03/09/08 | by [mail] | Categories: computer/tech, Apple

Last week Apple finally released the iPhone SDK so that developers can create programs that run natively on the iPhone. I downloaded the SDK and installed it. It would be fun to learn some Objective-C and try my hand at making iPhone apps, but web development is my main interest right now. While the iPhone has always been able to run web apps through the mobile version of Safari, the new SDK does include some tools for web developers. Dashcode, which used to just be a tool for making Dashboard widgets, now lets you make iPhone-optimized web applications. It includes most of the UI elements and animations that native apps have, but it's all done in XHTML, CSS and JavaScript.
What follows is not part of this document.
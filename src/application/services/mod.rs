//! Application services

pub mod ioffice;

pub use ioffice::IOfficeService;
I used the RSS template in Dashcode to make an iPhone version of my website: personman.com/i. It runs off of my normal RSS feed, but it presents the data in an iPhone-friendly way. All I really had to do was plug my feed url in and then I added my header image and changed some fonts. And the SDK comes with an iPhone simulator, which I used for the screenshot.
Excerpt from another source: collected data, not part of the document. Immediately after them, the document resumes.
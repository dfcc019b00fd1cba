//! Infrastructure layer: HTTP transport and DI container
//!
//! This layer implements I/O boundary traits and wires up services.

pub mod di;
pub mod error;
pub mod http;
pub mod traits;

pub use error::InfraError;
pub use http::UreqTransport;
pub use traits::{HttpMethod, Transport, TransportError};
use clap::Parser;
use ioffice::cli::args::Cli;
use ioffice::cli::commands::execute_command;
use ioffice::cli::output;
use tracing::level_filters::LevelFilter;
use tracing_subscriber::fmt::format::FmtSpan;
use tracing_subscriber::layer::SubscriberExt;
use tracing_subscriber::util::SubscriberInitExt;
use tracing_subscriber::{fmt, Layer};

fn main() {
    let cli = Cli::parse();

    setup_logging(cli.debug);

    if let Err(e) = execute_command(&cli) {
        output::error(&e);
        std::process::exit(e.exit_code());
    }
}

fn setup_logging(verbosity: u8) {
    let filter = match verbosity {
        0 => LevelFilter::WARN,
        1 => LevelFilter::INFO,
        2 => LevelFilter::DEBUG,
        3 => LevelFilter::TRACE,
        _ => {
            eprintln!("Don't be crazy, max is -d -d -d");
            LevelFilter::TRACE
        }
    };

    // stdout carries tables; logs go to stderr
    let fmt_layer = fmt::layer()
        .with_writer(std::io::stderr)
        .with_target(true)
        .with_thread_names(false)
        .with_span_events(FmtSpan::CLOSE);

    tracing_subscriber::registry()
        .with(fmt_layer.with_filter(filter))
        .init();

    match filter {
        LevelFilter::INFO => tracing::info!("Debug mode: info"),
        LevelFilter::DEBUG => tracing::debug!("Debug mode: debug"),
        LevelFilter::TRACE => tracing::debug!("Debug mode: trace"),
        _ => {}
    }
}

#[cfg(test)]
mod tests {
    use super::*;

    // https://docs.rs/clap/latest/clap/_derive/_tutorial/index.html#testing
    #[test]
    fn verify_cli() {
        use clap::CommandFactory;
        Cli::command().debug_assert();
    }

    #[test]
    fn given_no_arguments_when_parsing_then_no_subcommand() {
        let cli = Cli::try_parse_from(["ioffice"]).unwrap();
        assert!(cli.command.is_none());
        assert_eq!(cli.debug, 0);
    }

    #[test]
    fn given_repeated_debug_flag_when_parsing_then_counted() {
        let cli = Cli::try_parse_from(["ioffice", "-dd", "list"]).unwrap();
        assert_eq!(cli.debug, 2);
    }

    #[test]
    fn given_checkin_without_id_when_parsing_then_clap_rejects() {
        assert!(Cli::try_parse_from(["ioffice", "checkin"]).is_err());
    }

    #[test]
    fn given_non_numeric_reservation_id_when_parsing_then_clap_rejects() {
        assert!(Cli::try_parse_from(["ioffice", "cancel", "abc"]).is_err());
    }
}
//! Application layer: services and use cases
//!
//! This layer maps intents onto transport calls and decodes the answers.

pub mod envelope;
pub mod error;
pub mod services;

pub use error::{ApplicationError, ApplicationResult};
The page works in Safari on a computer, too, but if you try to view it Firefox or IE it's going to break badly. The apps that Dashcode creates use some custom JavaScript functions that only work in Safari. Most of them are meant to improve performance or add eye candy. I don't have one yet, but I think the iPhone is a great device. I'm torn about this approach to development, though. It's incredible to have such a small device with these kinds of capabilities. The non-standard browser features like SVG, off-line data API and hardware accelerated animations make it possible to do so much with so little. But making a version of a site that only works in one browser and breaks terribly in all others feels a bit too much like using FrontPage to make a site that only works in IE. The fact that FrontPage sites are disgustingly ugly and iPhone sites are sexy and useful doesn't change the basic fact that it's flouting standards and causing problems down the road. Apple says that they're submitting these features to the web standards boards.

This was a fun experiment and I'll be learning more about it, especially if I finally break down and get an iPhone. Even though there are upsides and downsides to developing for the iPhone, the important fact remains that it has the best mobile browser that I've ever seen. It does a brilliant job of making regular web pages useful on a small screen.